START Supplied records

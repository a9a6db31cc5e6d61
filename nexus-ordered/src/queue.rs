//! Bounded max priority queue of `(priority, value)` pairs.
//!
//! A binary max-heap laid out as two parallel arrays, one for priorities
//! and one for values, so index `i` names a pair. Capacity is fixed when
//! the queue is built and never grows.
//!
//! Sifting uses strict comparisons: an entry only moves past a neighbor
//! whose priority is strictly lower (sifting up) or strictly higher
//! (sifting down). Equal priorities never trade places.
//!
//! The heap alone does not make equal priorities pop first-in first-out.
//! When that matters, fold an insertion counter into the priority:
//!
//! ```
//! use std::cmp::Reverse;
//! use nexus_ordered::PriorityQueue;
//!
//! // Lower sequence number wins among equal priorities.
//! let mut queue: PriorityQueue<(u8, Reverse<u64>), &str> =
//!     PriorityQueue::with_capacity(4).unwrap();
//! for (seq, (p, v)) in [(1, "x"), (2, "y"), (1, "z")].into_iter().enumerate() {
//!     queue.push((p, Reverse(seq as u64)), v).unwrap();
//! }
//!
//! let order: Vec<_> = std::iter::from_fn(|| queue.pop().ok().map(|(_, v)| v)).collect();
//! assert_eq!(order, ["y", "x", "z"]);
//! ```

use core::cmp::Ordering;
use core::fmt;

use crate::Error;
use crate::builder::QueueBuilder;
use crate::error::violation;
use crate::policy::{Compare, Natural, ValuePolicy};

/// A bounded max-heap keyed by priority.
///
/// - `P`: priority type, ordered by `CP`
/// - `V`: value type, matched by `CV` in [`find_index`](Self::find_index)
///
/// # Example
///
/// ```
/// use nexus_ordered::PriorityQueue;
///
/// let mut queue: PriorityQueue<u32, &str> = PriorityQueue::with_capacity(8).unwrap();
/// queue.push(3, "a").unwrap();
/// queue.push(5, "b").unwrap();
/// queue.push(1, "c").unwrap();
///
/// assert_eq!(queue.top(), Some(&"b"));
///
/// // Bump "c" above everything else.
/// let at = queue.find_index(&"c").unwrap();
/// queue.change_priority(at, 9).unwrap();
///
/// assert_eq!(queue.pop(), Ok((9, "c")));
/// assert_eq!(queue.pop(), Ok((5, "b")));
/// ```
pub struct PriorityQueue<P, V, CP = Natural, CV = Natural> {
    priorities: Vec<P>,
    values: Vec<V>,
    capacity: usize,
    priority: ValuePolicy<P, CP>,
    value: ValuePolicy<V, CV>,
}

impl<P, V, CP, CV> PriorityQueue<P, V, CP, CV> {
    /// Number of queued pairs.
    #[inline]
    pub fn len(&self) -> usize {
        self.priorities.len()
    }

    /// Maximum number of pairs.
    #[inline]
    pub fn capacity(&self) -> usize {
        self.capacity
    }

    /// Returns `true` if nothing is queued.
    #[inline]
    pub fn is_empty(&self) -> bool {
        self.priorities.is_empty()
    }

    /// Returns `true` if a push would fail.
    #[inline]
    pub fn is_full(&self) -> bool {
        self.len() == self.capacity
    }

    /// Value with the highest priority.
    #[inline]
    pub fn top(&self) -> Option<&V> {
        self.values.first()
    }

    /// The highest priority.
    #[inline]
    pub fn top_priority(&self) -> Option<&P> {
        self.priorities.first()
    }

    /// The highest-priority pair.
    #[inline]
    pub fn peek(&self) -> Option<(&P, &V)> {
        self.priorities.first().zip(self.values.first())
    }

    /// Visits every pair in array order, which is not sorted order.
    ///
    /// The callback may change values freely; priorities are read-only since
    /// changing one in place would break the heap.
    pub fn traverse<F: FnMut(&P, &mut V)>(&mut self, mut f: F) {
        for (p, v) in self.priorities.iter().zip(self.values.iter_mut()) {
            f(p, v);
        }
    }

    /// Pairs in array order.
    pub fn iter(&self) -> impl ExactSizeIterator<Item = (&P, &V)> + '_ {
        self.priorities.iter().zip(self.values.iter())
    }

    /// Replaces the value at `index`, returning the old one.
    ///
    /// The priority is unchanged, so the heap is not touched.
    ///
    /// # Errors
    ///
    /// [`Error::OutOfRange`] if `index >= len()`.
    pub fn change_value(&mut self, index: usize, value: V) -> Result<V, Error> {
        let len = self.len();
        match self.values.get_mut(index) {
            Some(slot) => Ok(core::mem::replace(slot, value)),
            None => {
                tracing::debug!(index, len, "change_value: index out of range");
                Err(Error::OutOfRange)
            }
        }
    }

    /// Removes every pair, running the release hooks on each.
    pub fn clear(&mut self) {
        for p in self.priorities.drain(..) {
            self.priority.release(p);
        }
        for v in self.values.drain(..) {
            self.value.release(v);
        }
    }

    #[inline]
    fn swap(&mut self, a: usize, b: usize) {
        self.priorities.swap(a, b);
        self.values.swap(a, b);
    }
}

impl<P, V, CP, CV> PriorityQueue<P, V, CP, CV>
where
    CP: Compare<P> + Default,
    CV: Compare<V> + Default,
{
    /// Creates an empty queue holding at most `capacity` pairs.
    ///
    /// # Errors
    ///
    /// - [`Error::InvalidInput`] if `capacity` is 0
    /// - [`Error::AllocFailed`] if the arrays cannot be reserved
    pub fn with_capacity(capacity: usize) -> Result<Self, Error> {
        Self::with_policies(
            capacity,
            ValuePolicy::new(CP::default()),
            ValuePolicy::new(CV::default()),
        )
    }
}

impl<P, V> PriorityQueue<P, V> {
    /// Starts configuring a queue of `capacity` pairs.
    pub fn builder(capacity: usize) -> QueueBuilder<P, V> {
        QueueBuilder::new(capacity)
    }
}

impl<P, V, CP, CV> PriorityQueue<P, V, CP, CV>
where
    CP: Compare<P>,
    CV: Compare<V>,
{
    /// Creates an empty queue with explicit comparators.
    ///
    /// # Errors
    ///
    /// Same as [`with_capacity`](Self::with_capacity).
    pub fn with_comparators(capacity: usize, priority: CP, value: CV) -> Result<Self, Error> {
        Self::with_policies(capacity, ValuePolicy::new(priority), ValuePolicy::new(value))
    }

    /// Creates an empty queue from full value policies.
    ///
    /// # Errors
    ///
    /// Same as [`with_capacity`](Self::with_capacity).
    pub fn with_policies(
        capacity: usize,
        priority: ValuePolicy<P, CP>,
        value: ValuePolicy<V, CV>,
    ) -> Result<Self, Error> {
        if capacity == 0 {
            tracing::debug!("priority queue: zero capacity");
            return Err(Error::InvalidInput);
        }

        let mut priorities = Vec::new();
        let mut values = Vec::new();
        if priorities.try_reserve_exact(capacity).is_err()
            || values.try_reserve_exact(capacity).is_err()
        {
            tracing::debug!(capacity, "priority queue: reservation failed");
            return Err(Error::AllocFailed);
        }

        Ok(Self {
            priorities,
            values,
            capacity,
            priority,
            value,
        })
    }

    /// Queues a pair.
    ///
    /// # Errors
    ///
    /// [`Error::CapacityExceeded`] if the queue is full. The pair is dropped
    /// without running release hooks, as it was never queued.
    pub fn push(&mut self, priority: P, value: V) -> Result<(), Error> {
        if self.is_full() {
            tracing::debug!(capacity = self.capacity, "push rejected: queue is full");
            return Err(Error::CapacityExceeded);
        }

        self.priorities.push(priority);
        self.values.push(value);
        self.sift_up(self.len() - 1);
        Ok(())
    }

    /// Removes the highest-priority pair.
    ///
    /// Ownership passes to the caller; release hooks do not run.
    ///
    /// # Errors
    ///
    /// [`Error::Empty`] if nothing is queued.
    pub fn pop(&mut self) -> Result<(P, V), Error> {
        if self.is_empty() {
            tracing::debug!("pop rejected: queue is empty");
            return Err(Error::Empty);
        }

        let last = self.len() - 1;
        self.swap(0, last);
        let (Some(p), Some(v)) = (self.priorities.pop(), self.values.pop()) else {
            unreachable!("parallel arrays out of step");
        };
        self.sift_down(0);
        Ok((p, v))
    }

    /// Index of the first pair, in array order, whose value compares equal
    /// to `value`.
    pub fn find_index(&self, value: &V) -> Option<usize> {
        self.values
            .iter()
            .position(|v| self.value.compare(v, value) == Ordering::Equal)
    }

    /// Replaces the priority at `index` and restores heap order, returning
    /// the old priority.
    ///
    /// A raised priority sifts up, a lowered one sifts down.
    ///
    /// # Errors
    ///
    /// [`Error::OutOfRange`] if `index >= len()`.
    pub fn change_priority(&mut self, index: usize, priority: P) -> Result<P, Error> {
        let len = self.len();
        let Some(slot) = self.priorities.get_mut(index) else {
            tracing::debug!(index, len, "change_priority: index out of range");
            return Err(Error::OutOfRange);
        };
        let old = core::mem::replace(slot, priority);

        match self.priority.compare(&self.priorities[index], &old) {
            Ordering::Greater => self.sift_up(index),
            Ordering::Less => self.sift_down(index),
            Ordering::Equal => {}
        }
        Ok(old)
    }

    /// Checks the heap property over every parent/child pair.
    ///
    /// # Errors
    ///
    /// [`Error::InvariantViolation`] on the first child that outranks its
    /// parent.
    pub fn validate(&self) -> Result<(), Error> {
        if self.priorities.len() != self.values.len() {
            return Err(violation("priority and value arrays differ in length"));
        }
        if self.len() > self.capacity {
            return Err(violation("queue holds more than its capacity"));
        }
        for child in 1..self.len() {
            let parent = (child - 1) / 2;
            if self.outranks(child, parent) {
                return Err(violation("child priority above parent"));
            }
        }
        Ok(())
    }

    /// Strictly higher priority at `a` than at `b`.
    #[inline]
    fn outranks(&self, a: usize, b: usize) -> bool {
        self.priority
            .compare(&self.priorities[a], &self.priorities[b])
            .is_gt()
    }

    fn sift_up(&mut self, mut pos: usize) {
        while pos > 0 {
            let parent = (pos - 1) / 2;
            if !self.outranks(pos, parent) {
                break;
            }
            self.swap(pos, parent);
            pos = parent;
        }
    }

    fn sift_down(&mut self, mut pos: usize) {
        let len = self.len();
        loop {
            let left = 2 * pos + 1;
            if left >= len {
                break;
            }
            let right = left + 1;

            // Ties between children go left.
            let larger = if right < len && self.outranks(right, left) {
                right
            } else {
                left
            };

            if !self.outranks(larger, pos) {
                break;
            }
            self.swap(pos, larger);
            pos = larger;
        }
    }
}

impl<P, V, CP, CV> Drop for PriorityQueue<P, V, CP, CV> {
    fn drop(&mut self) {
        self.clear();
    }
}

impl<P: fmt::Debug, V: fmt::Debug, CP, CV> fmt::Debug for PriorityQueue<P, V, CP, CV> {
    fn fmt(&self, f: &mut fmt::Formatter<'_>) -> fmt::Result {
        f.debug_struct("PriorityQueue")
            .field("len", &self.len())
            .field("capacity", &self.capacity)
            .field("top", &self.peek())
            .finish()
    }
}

END Supplied records

Brief – Please count the lines in the records that hold the string "than", and give the number alone.

Expected answer – 2